You see, if we are too inconsistent in our Christian life to pursue God, we are very likely missing out on seeing Him as the hosts of heaven do. We fail to behold His beauty and majesty. Because of this, we do not understand the worship of heaven and can’t relate to it. We find it tedious, monotonous, and boring. Perhaps then we skip matins, come late to liturgy, and can’t wait to leave. We may have become typical Orthodox Christians in that regard, but according to the Fathers, we are still very far from being true Orthodox Christians.

If we want to be able to enter into heavenly worship on Sunday, that work really needs to begin on Monday. It is important that we pay attention to the details of our Orthodox life all week long, learning to pray as the Church teaches us, keeping the fasts, praying over our meals, and building an awareness of the presence of God in our lives through daily thanksgiving to Him. It is important that we read the scriptures and Orthodox books so that we can have something else in our heads besides our own thoughts all the time. It is important that we be vigilant, lest laziness overtake us, and watchful, lest we succumb to secret or careless sins.

In other words, Orthodoxy should become for us a way of life; the guide and definition of how we experience God and come to know Him. By this way of life we can be cleansed of every impurity and be granted a degree of illumination that allows us to begin to see God in our lives and experience His living presence. When this begins to happen, the worship of heaven will start to reverberate much more within our being. The “work” of worship will become less tedious and more joyous. We will stop being indifferent or coming to church late, because we will be eager to enter into heaven itself in the divine services.

Let us not forsake this work, for brothers and sisters, God loves us and desires that we know Him and share in His divine life. Let us work toward that goal until zeal for the Lord’s house consumes us and we find true joy in His worship and develop souls that are right at home in heaven. Blessed be the Lord who graciously grants us this opportunity!

+To the glory of God the Father, the Son, and the Holy Spirit. Amen.

1 Comments:

At 9/24/2006 4:46 AM , Blogger abuian said...

In general, I agree with what's said here. One thing I'm still trying to figure out, though, is how the complexities of interpersonal relationships fit into things like worship, personal growth, and even salvation--things that as an Evangelical I used to understand primarily as individual matters. (Not that others were excluded from the process, but it was essentially a me-and-Jesus pursuit.

The most frustrating area where I'm trying to get a better grasp is with regard to my own conversion to Orthodoxy. One troubling dimension is the way that my wife's distaste for Orthodoxy complicates my own journey; the other is how my fate seems to lie in the hands of a priest, who chooses the timing of my conversion. I'm starting to get a better sense of how this all works together, but it's still frustrating.
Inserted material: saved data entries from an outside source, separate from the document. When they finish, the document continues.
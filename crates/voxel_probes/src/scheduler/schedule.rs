//! Budgeted, deterministic selection of dirty probe slots.
//!
//! # Ordering
//!
//! ```text
//!   key = (priority class, level, storage.x, storage.y, storage.z)
//!
//!   Starved ─► NearRefresh ─► Invalidated ─► Streaming
//!   within a class: lexicographic over (L, x, y, z)
//! ```
//!
//! The key never involves insertion order or handle identity, so the same
//! dirty set always yields the same selection. A slot that keeps losing to
//! higher classes is promoted to `Starved` after `starvation_frames`, which
//! bounds its wait by roughly `|dirty| / B` frames.

use crate::cache::{DirtySlot, SlotRef};

use super::budget::UpdateBudget;
use super::priority::PriorityClass;

/// A slot chosen for tracing this frame.
#[derive(Clone, Copy, Debug, PartialEq, Eq)]
pub struct ScheduledSlot {
	pub slot: SlotRef,
	pub class: PriorityClass,
}

/// Statistics from one scheduling pass.
#[derive(Clone, Copy, Debug, Default, PartialEq, Eq)]
pub struct ScheduleStats {
	/// Eligible dirty slots offered.
	pub dirty: usize,
	pub selected: usize,
	/// Eligible slots left for later frames.
	pub deferred: usize,
	/// Starved slots among the offered ones.
	pub starved: usize,
}

type SortKey = (PriorityClass, u32, u32, u32, u32);

#[inline]
fn sort_key(entry: &ScheduledSlot) -> SortKey {
	let s = entry.slot;
	(entry.class, s.level, s.storage.x, s.storage.y, s.storage.z)
}

/// Picks `min(B, |eligible|)` slots per frame.
#[derive(Clone, Copy, Debug, Default)]
pub struct ProbeUpdateScheduler {
	budget: UpdateBudget,
}

impl ProbeUpdateScheduler {
	pub fn new(budget: UpdateBudget) -> Self {
		Self { budget }
	}

	#[inline]
	pub fn budget(&self) -> UpdateBudget {
		self.budget
	}

	pub fn set_budget(&mut self, budget: UpdateBudget) {
		self.budget = budget;
	}

	/// Select the slots to trace at `frame`, most urgent first.
	#[cfg_attr(feature = "profiling", tracing::instrument(skip_all, name = "probe_scheduler::schedule"))]
	pub fn schedule(&self, dirty: &[DirtySlot], frame: u64) -> (Vec<ScheduledSlot>, ScheduleStats) {
		let mut candidates: Vec<ScheduledSlot> = dirty
			.iter()
			.map(|d| ScheduledSlot {
				slot: d.slot,
				class: PriorityClass::classify(d, &self.budget, frame),
			})
			.collect();

		let mut stats = ScheduleStats {
			dirty: candidates.len(),
			starved: candidates
				.iter()
				.filter(|c| c.class == PriorityClass::Starved)
				.count(),
			..Default::default()
		};

		let take = self.budget.max_slots_per_frame.min(candidates.len());
		if take == 0 {
			stats.deferred = candidates.len();
			return (Vec::new(), stats);
		}
		if take < candidates.len() {
			candidates.select_nth_unstable_by_key(take - 1, sort_key);
			candidates.truncate(take);
		}
		candidates.sort_unstable_by_key(sort_key);

		stats.selected = candidates.len();
		stats.deferred = stats.dirty - stats.selected;
		(candidates, stats)
	}
}

#[cfg(test)]
#[path = "schedule_test.rs"]
mod schedule_test;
Another area where this kind of thing happens comes to mind in relation to this homily. For a single person, I can see where all of this works well. But for those of us with families, it doesn't seem quite so straightforward. So, for instance, if I am spiritually prepared and long to be in the courts of my God, if I want to be waiting outside when the doors of the church open, well and good. But what if my wife does not feel the same way? What if I have small children who might do OK through all of DL but probably couldn't make it all the way through matins as well? What if my parish only has one service per week? What if, as in my situation, my wife wants nothing to do with Orthodoxy, so I divide my time between her Evangelical church and Orthodox services, even though I'd rather be Orthodox all the way?

Is this yet another case where God responds to the desire just as he would to the fulfillment?